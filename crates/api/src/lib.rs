//! HTTP API layer with Axum routes and middleware.
//!
//! This crate provides:
//! - REST API routes
//! - Error to response mapping
//! - Tracing, panic recovery, CORS and body-limit middleware

pub mod error;
pub mod routes;

#[cfg(test)]
pub(crate) mod test_support;

use std::any::Any;
use std::sync::Arc;

use axum::{
    Router,
    extract::DefaultBodyLimit,
    http::{HeaderValue, Method, header::InvalidHeaderValue},
    response::{IntoResponse, Response},
};
use sea_orm::DatabaseConnection;
use tower_http::catch_panic::CatchPanicLayer;
use tower_http::cors::CorsLayer;
use tower_http::trace::TraceLayer;
use tracing::error;

use bazaar_core::image::ImageStore;
use bazaar_core::item::ItemService;
use bazaar_db::ItemRepository;
use bazaar_shared::{AppConfig, AppError};

use crate::error::ApiError;

/// Application state shared across handlers.
#[derive(Clone)]
pub struct AppState {
    /// Database connection pool.
    pub db: Arc<DatabaseConnection>,
    /// Content-addressed image store.
    pub images: Arc<ImageStore>,
}

impl AppState {
    /// Item service bound to this state's pool and image store.
    #[must_use]
    pub fn item_service(&self) -> ItemService<ItemRepository> {
        let repo = ItemRepository::new((*self.db).clone());
        ItemService::new(self.images.clone(), Arc::new(repo))
    }
}

/// Settings for the HTTP surface that are fixed at startup.
#[derive(Debug, Clone)]
pub struct HttpOptions {
    /// The one origin browsers may call the API from.
    pub allowed_origin: HeaderValue,
    /// Largest accepted request body, uploads included.
    pub max_upload_bytes: usize,
}

impl HttpOptions {
    /// Build options from an origin URL and an upload limit.
    ///
    /// # Errors
    ///
    /// Returns an error if `front_url` is not a valid header value.
    pub fn new(front_url: &str, max_upload_bytes: usize) -> Result<Self, InvalidHeaderValue> {
        Ok(Self {
            allowed_origin: HeaderValue::from_str(front_url)?,
            max_upload_bytes,
        })
    }

    /// Build options from the application configuration.
    ///
    /// # Errors
    ///
    /// Returns an error if the configured origin is not a valid header value.
    pub fn from_config(config: &AppConfig) -> Result<Self, InvalidHeaderValue> {
        Self::new(&config.cors.front_url, config.images.max_upload_bytes)
    }
}

/// Creates the main application router.
pub fn create_router(state: AppState, options: &HttpOptions) -> Router {
    Router::new()
        .merge(routes::api_routes())
        .layer(DefaultBodyLimit::max(options.max_upload_bytes))
        .layer(CatchPanicLayer::custom(panic_response))
        .layer(TraceLayer::new_for_http())
        .layer(
            CorsLayer::new()
                .allow_origin(options.allowed_origin.clone())
                .allow_methods([Method::GET, Method::PUT, Method::POST, Method::DELETE]),
        )
        .with_state(state)
}

/// Turns a handler panic into a 500 with the usual error body.
#[allow(clippy::needless_pass_by_value)]
fn panic_response(panic: Box<dyn Any + Send + 'static>) -> Response {
    let detail = panic
        .downcast_ref::<String>()
        .map(String::as_str)
        .or_else(|| panic.downcast_ref::<&str>().copied())
        .unwrap_or("unknown panic");
    error!(panic = %detail, "Handler panicked");

    ApiError::from(AppError::Internal("request handler panicked".to_string())).into_response()
}
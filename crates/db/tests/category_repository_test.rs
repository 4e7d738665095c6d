//! Integration tests for Category repository.

use bazaar_db::{
    CategoryRepository, connect,
    migration::{Migrator, MigratorTrait},
};
use bazaar_shared::config::DatabaseConfig;
use sea_orm::DatabaseConnection;
use tempfile::TempDir;

async fn setup() -> (TempDir, DatabaseConnection) {
    let dir = TempDir::new().expect("Failed to create temp dir");
    let url = format!(
        "sqlite:{}?mode=rwc",
        dir.path().join("categories.sqlite3").display()
    );
    let db = connect(&DatabaseConfig::with_url(url))
        .await
        .expect("Failed to connect to database");
    Migrator::up(&db, None)
        .await
        .expect("Failed to run migrations");
    (dir, db)
}

#[tokio::test]
async fn test_category_create_and_find_by_name() {
    let (_dir, db) = setup().await;
    let repo = CategoryRepository::new(db.clone());

    let created = repo.create("fashion").await.expect("Failed to create");
    let found = repo
        .find_by_name("fashion")
        .await
        .expect("Query should succeed")
        .expect("Category should exist");

    assert_eq!(found, created);
}

#[tokio::test]
async fn test_category_find_by_name_not_found() {
    let (_dir, db) = setup().await;
    let repo = CategoryRepository::new(db.clone());

    let result = repo
        .find_by_name("nonexistent")
        .await
        .expect("Query should succeed");

    assert!(result.is_none());
}

#[tokio::test]
async fn test_category_names_are_unique() {
    let (_dir, db) = setup().await;
    let repo = CategoryRepository::new(db.clone());

    repo.create("fashion").await.expect("Failed to create");
    let duplicate = repo.create("fashion").await;

    assert!(duplicate.is_err());
}

#[tokio::test]
async fn test_category_ensure_is_idempotent() {
    let (_dir, db) = setup().await;
    let repo = CategoryRepository::new(db.clone());

    let (first, created) = repo.ensure("food").await.expect("ensure should succeed");
    assert!(created);
    let (second, created) = repo.ensure("food").await.expect("ensure should succeed");
    assert!(!created);

    assert_eq!(first.id, second.id);
    assert_eq!(repo.list().await.unwrap().len(), 1);
}
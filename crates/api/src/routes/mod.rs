//! API route definitions.

use axum::Router;
use serde::Serialize;

use crate::AppState;

pub mod health;
pub mod images;
pub mod items;
pub mod search;

/// Body of plain acknowledgement responses.
#[derive(Debug, Serialize)]
pub struct MessageResponse {
    /// Human-readable message.
    pub message: String,
}

impl MessageResponse {
    /// Wrap `message`.
    pub fn new(message: impl Into<String>) -> Self {
        Self {
            message: message.into(),
        }
    }
}

/// Creates the API router with all routes.
pub fn api_routes() -> Router<AppState> {
    Router::new()
        .merge(health::routes())
        .merge(items::routes())
        .merge(search::routes())
        .merge(images::routes())
}
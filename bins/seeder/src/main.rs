//! Category seeder for Bazaar development and testing.
//!
//! Items can only be submitted under an existing category, so a fresh
//! database needs these rows before the API is useful.
//!
//! Usage: cargo run --bin seeder [category ...]

use bazaar_db::{
    CategoryRepository, connect,
    migration::{Migrator, MigratorTrait},
};
use bazaar_shared::AppConfig;

/// Categories seeded when none are given on the command line.
const DEFAULT_CATEGORIES: &[&str] = &["fashion", "food", "electronics", "books", "home", "sports"];

#[tokio::main]
async fn main() -> anyhow::Result<()> {
    dotenvy::dotenv().ok();

    let config = AppConfig::load()?;

    println!("Connecting to {}...", config.database.url);
    let db = connect(&config.database).await?;

    println!("Running migrations...");
    Migrator::up(&db, None).await?;

    let requested: Vec<String> = std::env::args().skip(1).collect();
    let categories: Vec<&str> = if requested.is_empty() {
        DEFAULT_CATEGORIES.to_vec()
    } else {
        requested.iter().map(String::as_str).collect()
    };

    println!("Seeding categories...");
    let repo = CategoryRepository::new(db);
    for name in categories {
        let (category, created) = repo.ensure(name).await?;
        if created {
            println!("  Created category {}: {}", category.id, category.name);
        } else {
            println!("  Category {} already exists, skipping...", category.name);
        }
    }

    println!("Seeding complete!");
    Ok(())
}
//! Greeting and health check endpoints.

use axum::{Json, Router, routing::get};
use serde::Serialize;

use super::MessageResponse;
use crate::AppState;

/// Message served at the root path.
pub const GREETING: &str = "Hello, world!";

/// Health check response.
#[derive(Serialize)]
pub struct HealthResponse {
    /// Service status.
    pub status: &'static str,
    /// Service version.
    pub version: &'static str,
}

async fn root() -> Json<MessageResponse> {
    Json(MessageResponse::new(GREETING))
}

/// Health check handler.
async fn health_check() -> Json<HealthResponse> {
    Json(HealthResponse {
        status: "healthy",
        version: env!("CARGO_PKG_VERSION"),
    })
}

/// Creates greeting and health check routes.
pub fn routes() -> Router<AppState> {
    Router::new()
        .route("/", get(root))
        .route("/health", get(health_check))
}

----

▸ **EXERCISE BRIEF**
Scan the lines above for "Method", then copy every one that has it.

▸ **ANSWER BOX**
    http::{HeaderValue, Method, header::InvalidHeaderValue},
                .allow_methods([Method::GET, Method::PUT, Method::POST, Method::DELETE]),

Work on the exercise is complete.